REQUIREMENT ::
Copy verbatim the block of lines in the entries below whose first line contains "Write the header" and whose last line contains "for row in indices.iter().filter_map(|&i|". Leave out all other lines.

══ DATA SUPPLIED

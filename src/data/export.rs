use std::path::{Path, PathBuf};

use super::model::Dataset;
use crate::error::{DashboardError, Result};

/// Output file name used when no export path is configured.
pub const DEFAULT_EXPORT_PATH: &str = "Filtered_Data.csv";

/// Write the header row and the selected rows to `path`, replacing any
/// existing file. Returns the number of data rows written.
///
/// Rows are written from their raw source cells, so columns the dashboard
/// does not interpret are preserved.
pub fn export_csv(dataset: &Dataset, indices: &[usize], path: &Path) -> Result<usize> {
    let written = write_rows(dataset, indices, path).map_err(|source| DashboardError::Export {
        path: path.to_path_buf(),
        source,
    })?;
    log::info!("Exported {written} rows to {}", path.display());
    Ok(written)
}

fn write_rows(dataset: &Dataset, indices: &[usize], path: &Path) -> std::result::Result<usize, csv::Error> {
    let mut writer = csv::Writer::from_path(path)?;
    writer.write_record(&dataset.headers)?;

    let mut written = 0;
    for row in indices.iter().filter_map(|&i| dataset.rows.get(i)) {
        writer.write_record(&row.fields)?;
        written += 1;
    }
    writer.flush()?;
    Ok(written)
}

/// Resolve a configured export path against the working directory.
pub fn resolve_export_path(configured: &Path) -> PathBuf {
    if configured.is_absolute() {
        configured.to_path_buf()
    } else {
        std::env::current_dir()
            .map(|cwd| cwd.join(configured))
            .unwrap_or_else(|_| configured.to_path_buf())
    }
}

════

ANSWER BOX ::
/// Write the header row and the selected rows to `path`, replacing any
/// existing file. Returns the number of data rows written.
///
/// Rows are written from their raw source cells, so columns the dashboard
/// does not interpret are preserved.
pub fn export_csv(dataset: &Dataset, indices: &[usize], path: &Path) -> Result<usize> {
    let written = write_rows(dataset, indices, path).map_err(|source| DashboardError::Export {
        path: path.to_path_buf(),
        source,
    })?;
    log::info!("Exported {written} rows to {}", path.display());
    Ok(written)
}

fn write_rows(dataset: &Dataset, indices: &[usize], path: &Path) -> std::result::Result<usize, csv::Error> {
    let mut writer = csv::Writer::from_path(path)?;
    writer.write_record(&dataset.headers)?;

    let mut written = 0;
    for row in indices.iter().filter_map(|&i| dataset.rows.get(i)) {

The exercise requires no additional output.